DATA FOR THIS TASK »
----

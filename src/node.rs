//! Node mode: measure, classify and report to the master.

use std::time::Duration;

use chrono::Utc;
use secrecy::{ExposeSecret, SecretString};
use tracing::{info, instrument, warn};

use crate::classify::{Thresholds, classify_outcome};
use crate::config::{NodeConfig, SpeedtestConfig};
use crate::model::{ReportPayload, SpeedtestResult};
use crate::speedtest::{SpeedtestOutcome, SpeedtestRunner};
use crate::sysinfo::os_label;

const REQUEST_TIMEOUT: Duration = Duration::from_secs(30);

/// Client for the master's report endpoint.
#[derive(Clone)]
pub struct NodeClient {
    client: reqwest::Client,
    master_url: String,
    api_token: SecretString,
}

impl NodeClient {
    /// # Arguments
    ///
    /// * `master_url` - Full URL of `POST /api/v1/report` on the master.
    /// * `api_token` - Shared bearer secret.
    pub fn new(master_url: &str, api_token: SecretString) -> anyhow::Result<Self> {
        Ok(Self {
            client: reqwest::Client::builder().timeout(REQUEST_TIMEOUT).build()?,
            master_url: master_url.to_string(),
            api_token,
        })
    }

    /// POST one measurement. Any non-2xx answer is an error.
    #[instrument(skip_all, fields(node_id = %measurement.node_id))]
    pub async fn send(&self, measurement: &SpeedtestResult) -> anyhow::Result<()> {
        let payload = ReportPayload::from(measurement);

        let response = self
            .client
            .post(&self.master_url)
            .bearer_auth(self.api_token.expose_secret())
            .json(&payload)
            .send()
            .await?;

        let status = response.status();
        if !status.is_success() {
            let body = response.text().await.unwrap_or_default();
            anyhow::bail!("master answered {status}: {}", body.trim());
        }

        info!(%status, "Report delivered to master");
        Ok(())
    }
}

/// Turn a local speedtest outcome into the measurement sent to the master.
pub fn build_measurement(
    node: &NodeConfig,
    outcome: &SpeedtestOutcome,
    thresholds: &Thresholds,
    os_info: String,
) -> SpeedtestResult {
    let tier = classify_outcome(outcome.success, outcome.download_mbps, thresholds);
    let description = Some(node.description.clone()).filter(|d| !d.is_empty());

    SpeedtestResult {
        node_id: node.node_id.clone(),
        observed_at: Utc::now(),
        download_mbps: outcome.download_mbps,
        upload_mbps: outcome.upload_mbps,
        ping_ms: outcome.ping_ms,
        quality_tier: tier.quality_tier(),
        test_server: outcome.test_server_label(),
        isp: outcome.isp.clone(),
        os_info,
        description,
    }
}

/// Run one node cycle: measure, then report to the master.
pub async fn run_node(
    node: &NodeConfig,
    speedtest: &SpeedtestConfig,
    thresholds: &Thresholds,
) -> anyhow::Result<()> {
    info!(node_id = %node.node_id, "Starting node cycle");

    let outcome = SpeedtestRunner::new(speedtest.clone()).run().await;
    if !outcome.success {
        warn!(error = ?outcome.error_message, "Speedtest failed, reporting the failure");
    }

    let measurement = build_measurement(node, &outcome, thresholds, os_label());
    let client = NodeClient::new(&node.master_url, node.api_token.clone())?;
    client.send(&measurement).await?;

    info!(tier = ?measurement.quality_tier, "Node cycle completed");
    Ok(())
}

#[cfg(test)]
mod tests {
    use super::*;
    use crate::model::QualityTier;

    fn node() -> NodeConfig {
        NodeConfig {
            node_id: "fi-hel-1".to_string(),
            description: "rack 4".to_string(),
            master_url: "http://master/api/v1/report".to_string(),
            api_token: SecretString::from("t".to_string()),
        }
    }

    fn outcome(success: bool, download: f64) -> SpeedtestOutcome {
        SpeedtestOutcome {
            download_mbps: download,
            upload_mbps: 100.0,
            ping_ms: 3.0,
            server_name: "Telia".to_string(),
            server_location: "Helsinki".to_string(),
            isp: "Hetzner".to_string(),
            success,
            error_message: None,
        }
    }

    #[test]
    fn test_build_measurement_classifies() {
        let thresholds = Thresholds::default();

        let m = build_measurement(&node(), &outcome(true, 300.0), &thresholds, "Linux".into());
        assert_eq!(m.node_id, "fi-hel-1");
        assert_eq!(m.quality_tier, QualityTier::Good);
        assert_eq!(m.test_server, "Telia (Helsinki)");
        assert_eq!(m.description.as_deref(), Some("rack 4"));

        let m = build_measurement(&node(), &outcome(true, 10.0), &thresholds, "Linux".into());
        assert_eq!(m.quality_tier, QualityTier::Degraded);

        let m = build_measurement(&node(), &outcome(false, 5000.0), &thresholds, "Linux".into());
        assert_eq!(m.quality_tier, QualityTier::Failed);
    }

    #[test]
    fn test_empty_description_is_omitted() {
        let node = NodeConfig {
            description: String::new(),
            ..node()
        };
        let m = build_measurement(&node, &outcome(true, 1.0), &Thresholds::default(), "Linux".into());
        assert!(m.description.is_none());
    }
}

----

WORK ORDER » The job here is to find each line above with the word "NodeConfig" and copy it.

OUTPUT FOR THIS TASK »
use crate::config::{NodeConfig, SpeedtestConfig};
    node: &NodeConfig,
    node: &NodeConfig,
    fn node() -> NodeConfig {
        NodeConfig {
        let node = NodeConfig {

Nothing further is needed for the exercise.